**Task goal:**
Wherever the string "async" turns up in the data, copy the whole line.

══ Exercise data ══

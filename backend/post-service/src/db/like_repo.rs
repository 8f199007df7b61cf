use crate::models::{Like, Post};
use sqlx::PgPool;
use uuid::Uuid;

/// Result of the like transaction.
#[derive(Debug, Clone, PartialEq, Eq)]
pub enum LikeOutcome {
    /// Like recorded; carries the post with its post-commit like count.
    Liked(Post),
    /// A like for (post, user) already exists; nothing was written.
    AlreadyLiked,
    /// The post does not exist or is soft-deleted; nothing was written.
    PostNotFound,
}

/// Check if a user has liked a post
pub async fn find_like(
    pool: &PgPool,
    post_id: Uuid,
    user_id: &str,
) -> Result<Option<Like>, sqlx::Error> {
    let like = sqlx::query_as::<_, Like>(
        r#"
        SELECT id, post_id, user_id, created_at
        FROM post_likes
        WHERE post_id = $1 AND user_id = $2
        "#,
    )
    .bind(post_id)
    .bind(user_id)
    .fetch_optional(pool)
    .await?;

    Ok(like)
}

/// Record a like and bump the post's counter in one transaction.
///
/// The UNIQUE (post_id, user_id) constraint decides duplicates: a concurrent
/// duplicate blocks on the index entry and then fails with a unique violation.
/// The counter uses an in-place increment under the row lock so concurrent
/// likes from different users serialize on the post row.
pub async fn like_post(
    pool: &PgPool,
    post_id: Uuid,
    user_id: &str,
) -> Result<LikeOutcome, sqlx::Error> {
    let mut tx = pool.begin().await?;

    let inserted = sqlx::query(
        r#"
        INSERT INTO post_likes (post_id, user_id)
        VALUES ($1, $2)
        "#,
    )
    .bind(post_id)
    .bind(user_id)
    .execute(&mut *tx)
    .await;

    if let Err(err) = inserted {
        let outcome = match &err {
            sqlx::Error::Database(db_err) if db_err.is_unique_violation() => {
                Some(LikeOutcome::AlreadyLiked)
            }
            sqlx::Error::Database(db_err) if db_err.is_foreign_key_violation() => {
                Some(LikeOutcome::PostNotFound)
            }
            _ => None,
        };
        tx.rollback().await?;
        return match outcome {
            Some(outcome) => Ok(outcome),
            None => Err(err),
        };
    }

    let post = sqlx::query_as::<_, Post>(
        r#"
        UPDATE posts
        SET likes = likes + 1, updated_at = NOW()
        WHERE id = $1 AND deleted_at IS NULL
        RETURNING id, content, author_id, author_name, image_url, likes,
                  created_at, updated_at, deleted_at
        "#,
    )
    .bind(post_id)
    .fetch_optional(&mut *tx)
    .await?;

    match post {
        Some(post) => {
            tx.commit().await?;
            Ok(LikeOutcome::Liked(post))
        }
        None => {
            // Soft-deleted rows still satisfy the foreign key
            tx.rollback().await?;
            Ok(LikeOutcome::PostNotFound)
        }
    }
}

/// Count like records for a post
pub async fn count_likes_by_post(pool: &PgPool, post_id: Uuid) -> Result<i64, sqlx::Error> {
    let count: i64 = sqlx::query_scalar("SELECT COUNT(*) FROM post_likes WHERE post_id = $1")
        .bind(post_id)
        .fetch_one(pool)
        .await?;

    Ok(count)
}
//! Prometheus metrics for post-service.
//!
//! Exposes cache, event-bus and gRPC collectors and an HTTP handler for the
//! `/metrics` endpoint.

use actix_web::HttpResponse;
use lazy_static::lazy_static;
use prometheus::{
    register_histogram_vec, register_int_counter_vec, register_int_gauge, Encoder, HistogramVec,
    IntCounterVec, IntGauge, TextEncoder,
};
use std::time::Instant;

lazy_static! {
    /// Cache reads by entry kind (post, recent) and outcome (hit, miss, error).
    pub static ref POST_CACHE_EVENTS: IntCounterVec = register_int_counter_vec!(
        "post_cache_events_total",
        "Post cache reads segmented by entry kind and outcome",
        &["kind", "event"]
    )
    .expect("failed to register post_cache_events_total");

    /// Cache writes and deletes by entry kind and result (success, error).
    pub static ref POST_CACHE_WRITE_TOTAL: IntCounterVec = register_int_counter_vec!(
        "post_cache_write_total",
        "Post cache writes segmented by entry kind and result",
        &["kind", "result"]
    )
    .expect("failed to register post_cache_write_total");

    /// Events published by type (created, liked) and result.
    pub static ref POST_EVENTS_PUBLISHED_TOTAL: IntCounterVec = register_int_counter_vec!(
        "post_events_published_total",
        "Post events published segmented by event type and result",
        &["event_type", "result"]
    )
    .expect("failed to register post_events_published_total");

    /// Currently open StreamPosts subscriptions.
    pub static ref POST_STREAM_SUBSCRIBERS: IntGauge = register_int_gauge!(
        "post_stream_subscribers",
        "Number of active StreamPosts subscriptions"
    )
    .expect("failed to register post_stream_subscribers");

    /// gRPC requests by method and status code.
    pub static ref GRPC_REQUESTS_TOTAL: IntCounterVec = register_int_counter_vec!(
        "post_grpc_requests_total",
        "gRPC requests segmented by method and status code",
        &["method", "code"]
    )
    .expect("failed to register post_grpc_requests_total");

    pub static ref GRPC_REQUEST_DURATION_SECONDS: HistogramVec = register_histogram_vec!(
        "post_grpc_request_duration_seconds",
        "gRPC request duration segmented by method",
        &["method"]
    )
    .expect("failed to register post_grpc_request_duration_seconds");
}

/// Records one gRPC call: count by status code and latency.
///
/// `complete` records once; a guard dropped without completing counts as
/// code "2" (UNKNOWN), which is what a panicking handler produces.
pub struct RequestGuard {
    method: &'static str,
    started: Instant,
    completed: bool,
}

impl RequestGuard {
    pub fn new(method: &'static str) -> Self {
        Self {
            method,
            started: Instant::now(),
            completed: false,
        }
    }

    pub fn complete(mut self, code: &str) {
        self.record(code);
    }

    fn record(&mut self, code: &str) {
        if self.completed {
            return;
        }
        self.completed = true;
        GRPC_REQUESTS_TOTAL
            .with_label_values(&[self.method, code])
            .inc();
        GRPC_REQUEST_DURATION_SECONDS
            .with_label_values(&[self.method])
            .observe(self.started.elapsed().as_secs_f64());
    }
}

impl Drop for RequestGuard {
    fn drop(&mut self) {
        self.record("2");
    }
}

/// Actix handler that renders Prometheus metrics in text format.
pub async fn serve_metrics() -> HttpResponse {
    let encoder = TextEncoder::new();
    let metric_families = prometheus::gather();

    let mut buffer = Vec::new();
    if let Err(err) = encoder.encode(&metric_families, &mut buffer) {
        return HttpResponse::InternalServerError().body(err.to_string());
    }

    HttpResponse::Ok()
        .content_type(encoder.format_type())
        .body(buffer)
}

#[cfg(test)]
mod tests {
    use super::*;

    #[test]
    fn test_request_guard_records_once() {
        let before = GRPC_REQUESTS_TOTAL
            .with_label_values(&["GuardTest", "0"])
            .get();

        RequestGuard::new("GuardTest").complete("0");

        let after = GRPC_REQUESTS_TOTAL
            .with_label_values(&["GuardTest", "0"])
            .get();
        assert_eq!(after, before + 1);
        assert_eq!(
            GRPC_REQUESTS_TOTAL
                .with_label_values(&["GuardTest", "2"])
                .get(),
            0
        );
    }

    #[test]
    fn test_dropped_guard_counts_unknown() {
        let before = GRPC_REQUESTS_TOTAL
            .with_label_values(&["DroppedGuardTest", "2"])
            .get();

        drop(RequestGuard::new("DroppedGuardTest"));

        let after = GRPC_REQUESTS_TOTAL
            .with_label_values(&["DroppedGuardTest", "2"])
            .get();
        assert_eq!(after, before + 1);
    }
}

═══

**Task result:**
pub async fn find_like(
pub async fn like_post(
pub async fn count_likes_by_post(pool: &PgPool, post_id: Uuid) -> Result<i64, sqlx::Error> {
pub async fn serve_metrics() -> HttpResponse {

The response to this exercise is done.